## What the task asks
State how many lines in the records hold the word "FiberBase", giving the number and no other text.

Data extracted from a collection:

'''

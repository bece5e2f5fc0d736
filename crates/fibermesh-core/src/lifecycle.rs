//! Generic fiber base lifecycle
//!
//! Identity, entity registry, and the disposal protocol shared by every
//! fiber flavor. Concrete fibers embed a [`FiberBase`] by value and call
//! its steps explicitly instead of inheriting them.

use std::sync::atomic::{AtomicBool, Ordering};

use crate::error::{FiberError, FiberResult};
use crate::registry::EntityRegistry;
use crate::types::FiberId;

/// Identity, registry, and disposal state for one fiber
pub struct FiberBase {
    id: FiberId,
    registry: EntityRegistry,
    disposed: AtomicBool,
}

impl FiberBase {
    /// Initialize a fresh base with a new identity and empty registry
    pub fn new() -> Self {
        Self {
            id: FiberId::new(),
            registry: EntityRegistry::new(),
            disposed: AtomicBool::new(false),
        }
    }

    /// This fiber's identity
    pub fn id(&self) -> FiberId {
        self.id
    }

    /// The local entity registry
    pub fn registry(&self) -> &EntityRegistry {
        &self.registry
    }

    /// Whether the fiber has been disposed
    pub fn is_disposed(&self) -> bool {
        self.disposed.load(Ordering::Acquire)
    }

    /// Fail with [`FiberError::Disposed`] if disposal has happened
    pub fn deny_disposed(&self) -> FiberResult<()> {
        if self.is_disposed() {
            Err(FiberError::Disposed)
        } else {
            Ok(())
        }
    }

    /// Run the base disposal step: mark disposed and clear registrations
    ///
    /// Idempotent; returns `true` only on the transition.
    pub fn dispose(&self) -> bool {
        let first = !self.disposed.swap(true, Ordering::AcqRel);
        if first {
            self.registry.clear();
        }
        first
    }
}

impl Default for FiberBase {
    fn default() -> Self {
        Self::new()
    }
}

#[cfg(test)]
mod tests {
    use super::*;

    #[test]
    fn test_fresh_base_not_disposed() {
        let base = FiberBase::new();
        assert!(!base.is_disposed());
        assert!(base.deny_disposed().is_ok());
    }

    #[test]
    fn test_dispose_denies_and_clears() {
        let base = FiberBase::new();
        let _mailbox = base.registry().register("alice");

        assert!(base.dispose());
        assert!(base.is_disposed());
        assert!(matches!(base.deny_disposed(), Err(FiberError::Disposed)));
        assert!(base.registry().is_empty());
    }

    #[test]
    fn test_dispose_idempotent() {
        let base = FiberBase::new();
        assert!(base.dispose());
        assert!(!base.dispose());
    }

    #[test]
    fn test_unique_ids() {
        assert_ne!(FiberBase::new().id(), FiberBase::new().id());
    }
}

'''

## Written response
8